Por si só, havia pouco de subversivo na pregação de Jesus e, nesse sentido, os escritores dos Evangelhos estavam certos em retratá-lo como um colaborador passivo. Mas seu destino foi selado quando ele começou a atrair multidões, em parte por causa de seus feitos de cura, em parte porque ele era um orador convincente. Os Evangelhos contam várias vezes como ele tentou fugir das multidões e escapar delas, ansioso sobre o resultado, como ele poderia estar.

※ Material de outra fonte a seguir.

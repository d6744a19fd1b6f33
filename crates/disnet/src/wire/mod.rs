// SPDX-License-Identifier: Apache-2.0 OR MIT
// Copyright (c) 2025-2026 naskel.com

//! Wire-level primitives for DIS binary layout.
//!
//! DIS is a big-endian format: multi-byte integers are network order, strings
//! are ASCII with either a fixed zero-padded encoding or a length prefix.
//! [`cursor`] provides the bounds-checked readers/writers everything else in
//! the codec is built on.

pub mod cursor;

pub use cursor::{Cursor, CursorMut};

use std::fmt;

/// Wire codec error.
///
/// Decode failures are always fatal to the current decode call: a read past
/// the end of the buffer reports [`WireError::EndOfData`] and is never
/// silently padded with zeros. Encode failures reject bad values instead of
/// truncating them onto the wire.
#[derive(Debug, Clone, PartialEq, Eq)]
pub enum WireError {
    /// Read attempted past the available bytes.
    EndOfData { offset: usize, needed: usize },
    /// Write attempted past the end of the output buffer.
    BufferFull { offset: usize, needed: usize },
    /// Value does not fit the wire width of its field.
    OutOfRange { value: u64, max: u64 },
    /// Variable blob length violates a byte-boundary rule.
    AlignmentViolation { len: usize, boundary: usize },
    /// Strict enumeration saw a value outside its table.
    UnknownEnumerant { field: &'static str, value: u32 },
    /// PDU header could not be parsed.
    MalformedHeader { reason: String },
    /// Structurally valid bytes carrying an inconsistent value.
    InvalidData { reason: String },
}

impl fmt::Display for WireError {
    fn fmt(&self, f: &mut fmt::Formatter<'_>) -> fmt::Result {
        match self {
            WireError::EndOfData { offset, needed } => {
                write!(f, "end of data at offset {} ({} bytes needed)", offset, needed)
            }
            WireError::BufferFull { offset, needed } => {
                write!(f, "output buffer full at offset {} ({} bytes needed)", offset, needed)
            }
            WireError::OutOfRange { value, max } => {
                write!(f, "value {} out of range (max {})", value, max)
            }
            WireError::AlignmentViolation { len, boundary } => {
                write!(f, "length {} violates {}-byte alignment", len, boundary)
            }
            WireError::UnknownEnumerant { field, value } => {
                write!(f, "unknown {} enumerant {}", field, value)
            }
            WireError::MalformedHeader { reason } => write!(f, "malformed header: {}", reason),
            WireError::InvalidData { reason } => write!(f, "invalid data: {}", reason),
        }
    }
}

impl std::error::Error for WireError {}

pub type WireResult<T> = core::result::Result<T, WireError>;

#[cfg(test)]
mod tests {
    use super::*;

    #[test]
    fn test_wire_error_display_variants() {
        let err = WireError::EndOfData { offset: 10, needed: 4 };
        assert_eq!(err.to_string(), "end of data at offset 10 (4 bytes needed)");

        let err = WireError::OutOfRange { value: 300, max: 255 };
        assert_eq!(err.to_string(), "value 300 out of range (max 255)");

        let err = WireError::AlignmentViolation { len: 5, boundary: 8 };
        assert_eq!(err.to_string(), "length 5 violates 8-byte alignment");

        let err = WireError::UnknownEnumerant { field: "DamageState", value: 9 };
        assert_eq!(err.to_string(), "unknown DamageState enumerant 9");

        let err = WireError::MalformedHeader { reason: "buffer shorter than 12 bytes".into() };
        assert_eq!(err.to_string(), "malformed header: buffer shorter than 12 bytes");
    }
}
// SPDX-License-Identifier: Apache-2.0 OR MIT
// Copyright (c) 2025-2026 naskel.com

//! Nested variable-length records of the Electromagnetic Emission PDU.
//!
//! An emitter system contains beams, a beam contains track/jam targets. The
//! wire carries self-describing lengths (in 32-bit words) ahead of each
//! level; those are recomputed from the live collections on every encode,
//! never cached.

use crate::protocol::records::{EntityId, VectorF32};
use crate::wire::{Cursor, CursorMut, WireError, WireResult};

/// One tracked or jammed target. Fixed 8 bytes.
#[derive(Debug, Clone, Copy, Default, PartialEq, Eq)]
pub struct TrackJamData {
    pub entity: EntityId,
    pub emitter_id: u8,
    pub beam_id: u8,
}

impl TrackJamData {
    pub const WIRE_LEN: usize = 8;

    pub fn decode(cursor: &mut Cursor<'_>) -> WireResult<Self> {
        Ok(Self {
            entity: EntityId::decode(cursor)?,
            emitter_id: cursor.read_u8()?,
            beam_id: cursor.read_u8()?,
        })
    }

    pub fn encode(&self, cursor: &mut CursorMut<'_>) -> WireResult<()> {
        self.entity.encode(cursor)?;
        cursor.write_u8(self.emitter_id)?;
        cursor.write_u8(self.beam_id)
    }
}

/// Radar beam fundamentals: ten f32 fields, fixed 40 bytes.
#[derive(Debug, Clone, Copy, Default, PartialEq)]
pub struct FundamentalParameterData {
    pub frequency: f32,
    pub frequency_range: f32,
    pub effective_radiated_power: f32,
    pub pulse_repetition_frequency: f32,
    pub pulse_width: f32,
    pub beam_azimuth_center: f32,
    pub beam_azimuth_sweep: f32,
    pub beam_elevation_center: f32,
    pub beam_elevation_sweep: f32,
    pub beam_sweep_sync: f32,
}

impl FundamentalParameterData {
    pub const WIRE_LEN: usize = 40;

    pub fn decode(cursor: &mut Cursor<'_>) -> WireResult<Self> {
        Ok(Self {
            frequency: cursor.read_f32()?,
            frequency_range: cursor.read_f32()?,
            effective_radiated_power: cursor.read_f32()?,
            pulse_repetition_frequency: cursor.read_f32()?,
            pulse_width: cursor.read_f32()?,
            beam_azimuth_center: cursor.read_f32()?,
            beam_azimuth_sweep: cursor.read_f32()?,
            beam_elevation_center: cursor.read_f32()?,
            beam_elevation_sweep: cursor.read_f32()?,
            beam_sweep_sync: cursor.read_f32()?,
        })
    }

    pub fn encode(&self, cursor: &mut CursorMut<'_>) -> WireResult<()> {
        cursor.write_f32(self.frequency)?;
        cursor.write_f32(self.frequency_range)?;
        cursor.write_f32(self.effective_radiated_power)?;
        cursor.write_f32(self.pulse_repetition_frequency)?;
        cursor.write_f32(self.pulse_width)?;
        cursor.write_f32(self.beam_azimuth_center)?;
        cursor.write_f32(self.beam_azimuth_sweep)?;
        cursor.write_f32(self.beam_elevation_center)?;
        cursor.write_f32(self.beam_elevation_sweep)?;
        cursor.write_f32(self.beam_sweep_sync)
    }
}

/// One beam of an emitter system with its track/jam list.
#[derive(Debug, Clone, Default, PartialEq)]
pub struct EmitterBeam {
    pub beam_id: u8,
    pub parameter_index: u16,
    pub parameters: FundamentalParameterData,
    pub beam_function: u8,
    pub high_density_track_jam: u8,
    pub jamming_mode_sequence: u32,
    pub track_jam_targets: Vec<TrackJamData>,
}

impl EmitterBeam {
    /// Fixed prefix ahead of the track/jam list.
    const FIXED_LEN: usize = 52;

    /// Current wire length, recomputed from the live target list.
    pub fn byte_length(&self) -> usize {
        Self::FIXED_LEN + self.track_jam_targets.len() * TrackJamData::WIRE_LEN
    }

    pub fn decode(cursor: &mut Cursor<'_>) -> WireResult<Self> {
        // Advisory on decode; the count field drives the loop.
        let _beam_data_length = cursor.read_u8()?;
        let beam_id = cursor.read_u8()?;
        let parameter_index = cursor.read_u16()?;
        let parameters = FundamentalParameterData::decode(cursor)?;
        let beam_function = cursor.read_u8()?;
        let target_count = cursor.read_u8()? as usize;
        let high_density_track_jam = cursor.read_u8()?;
        cursor.skip(1)?;
        let jamming_mode_sequence = cursor.read_u32()?;

        let mut track_jam_targets = Vec::with_capacity(target_count.min(64));
        for _ in 0..target_count {
            track_jam_targets.push(TrackJamData::decode(cursor)?);
        }

        Ok(Self {
            beam_id,
            parameter_index,
            parameters,
            beam_function,
            high_density_track_jam,
            jamming_mode_sequence,
            track_jam_targets,
        })
    }

    pub fn encode(&self, cursor: &mut CursorMut<'_>) -> WireResult<()> {
        // Self-describing length in 32-bit words, derived from live state.
        cursor.write_len_u8(self.byte_length() / 4)?;
        cursor.write_u8(self.beam_id)?;
        cursor.write_u16(self.parameter_index)?;
        self.parameters.encode(cursor)?;
        cursor.write_u8(self.beam_function)?;
        cursor.write_len_u8(self.track_jam_targets.len())?;
        cursor.write_u8(self.high_density_track_jam)?;
        cursor.write_padding(1)?;
        cursor.write_u32(self.jamming_mode_sequence)?;
        for target in &self.track_jam_targets {
            target.encode(cursor)?;
        }
        Ok(())
    }
}

/// One emitter system with its beam list.
#[derive(Debug, Clone, Default, PartialEq)]
pub struct EmitterSystem {
    pub emitter_name: u16,
    pub emitter_function: u8,
    pub emitter_id: u8,
    pub location: VectorF32,
    pub beams: Vec<EmitterBeam>,
}

impl EmitterSystem {
    /// Fixed prefix ahead of the beam list.
    const FIXED_LEN: usize = 20;

    /// Current wire length, recomputed from the live beam list.
    pub fn byte_length(&self) -> usize {
        Self::FIXED_LEN + self.beams.iter().map(EmitterBeam::byte_length).sum::<usize>()
    }

    pub fn decode(cursor: &mut Cursor<'_>) -> WireResult<Self> {
        let _system_data_length = cursor.read_u8()?;
        let beam_count = cursor.read_u8()? as usize;
        cursor.skip(2)?;
        let emitter_name = cursor.read_u16()?;
        let emitter_function = cursor.read_u8()?;
        let emitter_id = cursor.read_u8()?;
        let location = VectorF32::decode(cursor)?;

        let mut beams = Vec::with_capacity(beam_count.min(64));
        for _ in 0..beam_count {
            beams.push(EmitterBeam::decode(cursor)?);
        }

        Ok(Self { emitter_name, emitter_function, emitter_id, location, beams })
    }

    pub fn encode(&self, cursor: &mut CursorMut<'_>) -> WireResult<()> {
        let words = self.byte_length() / 4;
        if words > u8::MAX as usize {
            // A system too large for its own length field must not truncate.
            return Err(WireError::OutOfRange { value: words as u64, max: u64::from(u8::MAX) });
        }
        cursor.write_u8(words as u8)?;
        cursor.write_len_u8(self.beams.len())?;
        cursor.write_padding(2)?;
        cursor.write_u16(self.emitter_name)?;
        cursor.write_u8(self.emitter_function)?;
        cursor.write_u8(self.emitter_id)?;
        self.location.encode(cursor)?;
        for beam in &self.beams {
            beam.encode(cursor)?;
        }
        Ok(())
    }
}

#[cfg(test)]
mod tests {
    use super::*;

    fn sample_beam(targets: usize) -> EmitterBeam {
        EmitterBeam {
            beam_id: 1,
            parameter_index: 1200,
            parameters: FundamentalParameterData {
                frequency: 9_600_000_000.0,
                effective_radiated_power: 50.0,
                pulse_width: 1.5,
                ..Default::default()
            },
            beam_function: 2,
            high_density_track_jam: 0,
            jamming_mode_sequence: 0,
            track_jam_targets: (0..targets)
                .map(|i| TrackJamData {
                    entity: EntityId::new(1, 1, i as u16 + 1),
                    emitter_id: 0,
                    beam_id: 0,
                })
                .collect(),
        }
    }

    #[test]
    fn test_beam_length_tracks_target_list() {
        let mut beam = sample_beam(0);
        assert_eq!(beam.byte_length(), 52);

        beam.track_jam_targets.push(TrackJamData::default());
        beam.track_jam_targets.push(TrackJamData::default());
        // Recomputed from the live collection, not a stale cache.
        assert_eq!(beam.byte_length(), 52 + 16);
    }

    #[test]
    fn test_beam_roundtrip_with_targets() {
        let beam = sample_beam(3);
        let mut buffer = vec![0u8; beam.byte_length()];
        beam.encode(&mut CursorMut::new(&mut buffer)).expect("encode");

        // Word length and count fields match the live collection.
        assert_eq!(buffer[0] as usize, beam.byte_length() / 4);
        assert_eq!(buffer[45], 3);

        let decoded = EmitterBeam::decode(&mut Cursor::new(&buffer)).expect("decode");
        assert_eq!(decoded, beam);
    }

    #[test]
    fn test_system_roundtrip_nested() {
        let system = EmitterSystem {
            emitter_name: 45300,
            emitter_function: 1,
            emitter_id: 1,
            location: VectorF32::new(0.0, 0.0, -4.0),
            beams: vec![sample_beam(0), sample_beam(2)],
        };

        let mut buffer = vec![0u8; system.byte_length()];
        system.encode(&mut CursorMut::new(&mut buffer)).expect("encode");
        assert_eq!(buffer[0] as usize, system.byte_length() / 4);
        assert_eq!(buffer[1], 2);

        let decoded = EmitterSystem::decode(&mut Cursor::new(&buffer)).expect("decode");
        assert_eq!(decoded, system);
    }

    #[test]
    fn test_system_too_large_for_word_length_rejected() {
        // 52-byte beams: past 255 words the u8 length field cannot describe
        // the system and encode must refuse rather than truncate.
        let system = EmitterSystem {
            beams: (0..25).map(|_| sample_beam(0)).collect(),
            ..Default::default()
        };
        assert!(system.byte_length() / 4 > u8::MAX as usize);

        let mut buffer = vec![0u8; system.byte_length()];
        let err = system.encode(&mut CursorMut::new(&mut buffer)).unwrap_err();
        assert!(matches!(err, WireError::OutOfRange { .. }));
    }

    #[test]
    fn test_beam_decode_truncated_target_list() {
        let beam = sample_beam(2);
        let mut buffer = vec![0u8; beam.byte_length()];
        beam.encode(&mut CursorMut::new(&mut buffer)).expect("encode");

        // Chop off the second target; the count still promises two.
        buffer.truncate(beam.byte_length() - 4);
        let err = EmitterBeam::decode(&mut Cursor::new(&buffer)).unwrap_err();
        assert!(matches!(err, crate::wire::WireError::EndOfData { .. }));
    }
}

O último ato oficial de Pôncio Pilatos, por exemplo, em 36 d.C., apenas dois ou três anos após a execução de Jesus, foi massacrar uma multidão de samaritanos que esperavam uma revelação em sua Montanha Sagrada. Qualquer um que reunisse grandes multidões corria o risco de ser interrompido por razões políticas. Em Roma, as carreiras de estrelas do esporte e do teatro foram abruptamente interrompidas quando começaram a adquirir apoiadores que eram muito vocais ou demonstrativos.

Religiões dos oprimidos

É bastante comum que movimentos religiosos messiânicos e proféticos surjam em tempos de agitação política. Jesus pode ser comparado aos novos movimentos que surgiram como parte da resposta ao avanço do imperialismo europeu: Peyotismo e Ghost-dancing entre os índios americanos, Ringatū entre os maoris, Hòa Hảo no Vietnã. Esses movimentos tentam escapar dos limites de uma situação histórica aparentemente sem esperança, enfatizando um glorioso papel sobrenatural para os seguidores de seu profeta. Em um momento de turbulência política, eles parecem perigosos para as autoridades, ansiosos para suprimir qualquer coisa que possa se tornar uma ameaça, geralmente cínicos e ignorantes, e inclinados a errar do lado da crueldade em vez da misericórdia. Eles são reprimidos e, se as circunstâncias forem adequadas, um novo culto baseado no prestígio do martírio surge.

O homem no meio

A verdadeira força da pregação de Jesus estava em sua capacidade de responder ao conflito sem ser sugado para ele. Ele era o homem no meio. Ele não estava apenas no meio de um conflito de classes, mas de uma luta de libertação nacional. Ele era capaz de encontrar algo para dizer que fizesse sentido para todos os tipos de pessoas sem nunca ficar de um lado ou de outro. Esta ainda é sua força. Os descontentes, os descontentes, os miseráveis ​​da terra podiam responder a ele. Assim como os cobradores de impostos e os soldados romanos. Em parte, isso se devia ao fato de ele ter escolhido, por preferência, falar em enigmas e parábolas, contar histórias em vez de fazer declarações. Mas em parte também era porque ele tinha um talento para o som da verdade, para palavras que soavam certas, que empurravam todos um pouco mais juntos. Ele andava em uma corda bamba verbal que ele tecia à medida que avançava. E ele podia apoiá-la com uma citação todas as vezes. É precisamente porque ele tinha essa capacidade de reconciliar aspirações conflitantes que ele às vezes parecia subversivo. Mas, a longo prazo, qualquer coisa que cubra contradições apelando para ambos os lados sempre favorece aqueles no poder, e o cristianismo ainda o faz.

Publicado pela primeira vez no semanário de esquerda 7 Days, em 22 de dezembro de 1971. Um desdobramento do Black Dwarf, o jornal foi publicado de outubro de 1971 a março de 1971; está disponível no arquivo da internet Amiel Melburn Trust sob licença Creative Commons.